武漢の回復は「世界に希望」 若者には自制求める WHO事務局長

【AFP=時事】世界保健機関(WHO)のテドロス・アダノム・ゲブレイェスス(Tedros Adhanom Ghebreyesus)事務局長は20日、新型コロナウイルスの最初の中心地である中国・武漢(Wuhan)で初めて新たな感染者が確認されなかったことは、パンデミック(世界的な大流行)と闘う世界の国々に希望を与えると述べた。


 武漢では、昨年12月に当局が新型コロナウイルス感染症(COVID-19)の流行を最初に報告して以来、初めて24時間に新規感染者が確認されなかった。世界の感染者数は25万人以上、死者は1万1000人を超えている。


 スイス・ジュネーブで行った記者会見でテドロス氏は、「武漢は、最も深刻な状況も好転し得るのだという希望を世界の他の地域に与える」と発言。「当然ながら、状況は逆転する可能性があることに注意しなければならない。しかし、新型コロナウイルスを押し返した都市や国々の経験は、世界の他の地域に希望と勇気を与える」と述べた。


 中国の新規感染者は少なくなっており、すべて国外からの渡航者とみられる。流行の危機はアジアから欧州に移動し、欧州の死者数は中国の死者数を超えた。


 テドロス氏は、WHOが現在最も懸念しているのは、医療制度が脆弱(ぜいじゃく)な国や、病気にかかりやすい人が多い国にウイルスが広がった場合の影響だとして、「この懸念は今、非常に現実的で差し迫っている」と指摘。しかし、「歴史上のどのパンデミックとも異なり、私たちはこの流れを変える力を持っている」と述べた。


 また、心身の健康を保つため運動や健康的な食事、禁煙を勧めた。喫煙は重症化のリスクを高めるという。メッセージアプリ「ワッツアップ(WhatsApp)」で新型コロナウイルス関連のニュースや情報、詳しい症状や感染予防方法を発信するメッセージサービスの開始も発表した。ワッツアップで「0041 798 931 892」に「hi」と送ると利用できる。現在は英語のみだが、来週から複数の言語も追加するという。

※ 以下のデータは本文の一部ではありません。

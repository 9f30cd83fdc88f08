use std::collections::{BTreeMap, HashMap};

use uuid::Uuid;

use crate::model::Worker;

/// Per-worker bookkeeping for one assignment plan.
#[derive(Debug, Clone)]
struct WorkerSlot {
    throughputs: Vec<u32>,
    job_count: usize,
    /// priority level -> number of assigned jobs at that level.
    priority_counts: BTreeMap<i32, u32>,
    score: f64,
}

impl WorkerSlot {
    fn new(throughputs: Vec<u32>) -> Self {
        Self {
            throughputs,
            job_count: 0,
            priority_counts: BTreeMap::new(),
            score: 0.0,
        }
    }

    /// Score of this worker's whole job multiset evaluated at `job_count`
    /// concurrent jobs: the throughput achievable at that load, amortized
    /// evenly over the jobs, weighted by each job's priority.
    fn score_at(throughputs: &[u32], job_count: usize, priority_counts: &BTreeMap<i32, u32>) -> f64 {
        if job_count == 0 {
            return 0.0;
        }
        let per_job = throughputs[job_count - 1] as f64 / job_count as f64;
        priority_counts
            .iter()
            .map(|(priority, count)| *count as f64 * per_job * *priority as f64)
            .sum()
    }
}

/// One pass's job-to-worker assignment, either hypothetical (the greedy
/// desired plan) or reconstructed from live checkouts (the actual plan).
///
/// Transient: built, compared, and discarded within a single enforcement
/// pass. Score queries never mutate, so a caller can probe every worker for
/// a job before committing the best one.
#[derive(Debug, Clone)]
pub struct JobAssignments {
    workers: BTreeMap<Uuid, WorkerSlot>,
    /// job id -> worker id, for the reconciliation diff.
    plan: HashMap<Uuid, Uuid>,
}

impl JobAssignments {
    pub fn new(workers: &[Worker]) -> Self {
        let workers = workers
            .iter()
            .map(|w| (w.id, WorkerSlot::new(w.throughputs.clone())))
            .collect();
        Self {
            workers,
            plan: HashMap::new(),
        }
    }

    /// Whether the worker can take one more job: it must exist in this plan
    /// and have a throughput entry for the next load level. A worker with an
    /// empty curve, or one already at the end of its curve, is not eligible.
    pub fn has_capacity(&self, worker_id: Uuid) -> bool {
        self.workers
            .get(&worker_id)
            .is_some_and(|slot| slot.job_count < slot.throughputs.len())
    }

    /// Score delta of hypothetically giving `worker_id` one more job at
    /// `priority`: the whole multiset plus the job, scored at the new load
    /// level, minus the current multiset rebased at that same load. Both
    /// sides share the load level, so the change reduces to the incoming
    /// job's amortized share, `throughputs[n] / (n + 1)`, weighted by its
    /// priority. `None` if the worker has no capacity.
    pub fn score_change_for_job(&self, worker_id: Uuid, priority: i32) -> Option<f64> {
        let slot = self.workers.get(&worker_id)?;
        if slot.job_count >= slot.throughputs.len() {
            return None;
        }

        let new_load = slot.job_count + 1;
        let mut with_job = slot.priority_counts.clone();
        *with_job.entry(priority).or_insert(0) += 1;
        let new_score = WorkerSlot::score_at(&slot.throughputs, new_load, &with_job);
        let rebased = WorkerSlot::score_at(&slot.throughputs, new_load, &slot.priority_counts);
        Some(new_score - rebased)
    }

    /// Commit a job to a worker, updating its count, priority tally, and
    /// score. Callers check capacity first.
    pub fn assign(&mut self, worker_id: Uuid, job_id: Uuid, priority: i32) {
        let slot = self
            .workers
            .get_mut(&worker_id)
            .expect("assign called for a worker not in this plan");
        debug_assert!(slot.job_count < slot.throughputs.len());

        slot.job_count += 1;
        *slot.priority_counts.entry(priority).or_insert(0) += 1;
        slot.score = WorkerSlot::score_at(&slot.throughputs, slot.job_count, &slot.priority_counts);
        self.plan.insert(job_id, worker_id);
    }

    /// The worker this plan gives the job to, if any.
    pub fn worker_for_job(&self, job_id: Uuid) -> Option<Uuid> {
        self.plan.get(&job_id).copied()
    }

    pub fn worker_score(&self, worker_id: Uuid) -> Option<f64> {
        self.workers.get(&worker_id).map(|slot| slot.score)
    }

    pub fn worker_job_count(&self, worker_id: Uuid) -> Option<usize> {
        self.workers.get(&worker_id).map(|slot| slot.job_count)
    }

    /// Aggregate score across all workers; the reconciliation comparator.
    pub fn total_score(&self) -> f64 {
        self.workers.values().map(|slot| slot.score).sum()
    }

    pub fn assigned_job_count(&self) -> usize {
        self.plan.len()
    }
}

#[cfg(test)]
mod tests {
    use super::*;
    use crate::model::{CodeVersion, Worker, FILE_FORMAT_VERSION};
    use chrono::Utc;

    fn worker(throughputs: Vec<u32>) -> Worker {
        Worker::new(
            Uuid::new_v4(),
            throughputs,
            true,
            Utc::now(),
            FILE_FORMAT_VERSION,
            CodeVersion::new(0, 1, 0),
        )
    }

    #[test]
    fn empty_plan_scores_zero() {
        let w = worker(vec![100]);
        let plan = JobAssignments::new(&[w.clone()]);
        assert_eq!(plan.total_score(), 0.0);
        assert_eq!(plan.worker_score(w.id), Some(0.0));
    }

    #[test]
    fn single_job_scores_full_throughput_times_priority() {
        let w = worker(vec![100, 150]);
        let mut plan = JobAssignments::new(&[w.clone()]);

        let delta = plan.score_change_for_job(w.id, 3).unwrap();
        assert_eq!(delta, 300.0);

        plan.assign(w.id, Uuid::new_v4(), 3);
        assert_eq!(plan.worker_score(w.id), Some(300.0));
    }

    #[test]
    fn second_job_amortizes_over_both() {
        // Curve [100, 150]: two jobs share 150 total, 75 each. The second
        // job's delta is its amortized share at the new load.
        let w = worker(vec![100, 150]);
        let mut plan = JobAssignments::new(&[w.clone()]);
        plan.assign(w.id, Uuid::new_v4(), 1);

        let delta = plan.score_change_for_job(w.id, 1).unwrap();
        assert_eq!(delta, 75.0);

        // The stored score amortizes the whole multiset at the final load.
        plan.assign(w.id, Uuid::new_v4(), 1);
        assert_eq!(plan.worker_score(w.id), Some(150.0));
    }

    #[test]
    fn no_capacity_beyond_curve_length() {
        let w = worker(vec![100]);
        let mut plan = JobAssignments::new(&[w.clone()]);
        assert!(plan.has_capacity(w.id));

        plan.assign(w.id, Uuid::new_v4(), 1);
        assert!(!plan.has_capacity(w.id));
        assert!(plan.score_change_for_job(w.id, 1).is_none());
    }

    #[test]
    fn empty_curve_never_has_capacity() {
        let w = worker(vec![]);
        let plan = JobAssignments::new(&[w.clone()]);
        assert!(!plan.has_capacity(w.id));
        assert!(plan.score_change_for_job(w.id, 5).is_none());
    }

    #[test]
    fn unknown_worker_has_no_capacity() {
        let plan = JobAssignments::new(&[]);
        assert!(!plan.has_capacity(Uuid::new_v4()));
        assert!(plan.score_change_for_job(Uuid::new_v4(), 1).is_none());
    }

    #[test]
    fn score_query_does_not_mutate() {
        let w = worker(vec![100, 150]);
        let plan = JobAssignments::new(&[w.clone()]);

        let first = plan.score_change_for_job(w.id, 2).unwrap();
        let second = plan.score_change_for_job(w.id, 2).unwrap();
        assert_eq!(first, second);
        assert_eq!(plan.worker_job_count(w.id), Some(0));
    }

    #[test]
    fn each_addition_on_a_rising_curve_has_positive_delta() {
        let w = worker(vec![100, 150, 200]);
        let mut plan = JobAssignments::new(&[w.clone()]);
        for priority in [5, 5, 1] {
            let delta = plan.score_change_for_job(w.id, priority).unwrap();
            assert!(delta > 0.0, "delta {delta} for priority {priority}");
            plan.assign(w.id, Uuid::new_v4(), priority);
        }
        assert_eq!(plan.worker_job_count(w.id), Some(3));
    }

    #[test]
    fn mixed_priorities_amortize_at_final_load() {
        // Curve [100,150,200], priorities 5,5,1: the final load of 3
        // amortizes 200/3 per job across the whole multiset.
        let w = worker(vec![100, 150, 200]);
        let mut plan = JobAssignments::new(&[w.clone()]);
        plan.assign(w.id, Uuid::new_v4(), 5);
        plan.assign(w.id, Uuid::new_v4(), 5);
        plan.assign(w.id, Uuid::new_v4(), 1);

        let expected = (200.0 / 3.0) * 11.0;
        let score = plan.worker_score(w.id).unwrap();
        assert!((score - expected).abs() < 1e-9);
        assert!((score - 733.33).abs() < 0.01);
    }
}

 若い世代は新型コロナウイルスに感染しても症状が出ず、免疫機能が弱い人に容易に感染させる恐れがあると指摘されている。テドロス氏は、「きょう、若い人たちに伝えたいことがある。あなたたちは無敵ではないということだ。このウイルスによって、あなたたちは数週間入院するかも知れない。死ぬことさえあり得る。もし発症しなくても、あなたがどこに行くかという選択によって、他の誰かの生死を左右することになるかも知れない」と述べ、若者に自制を訴えた。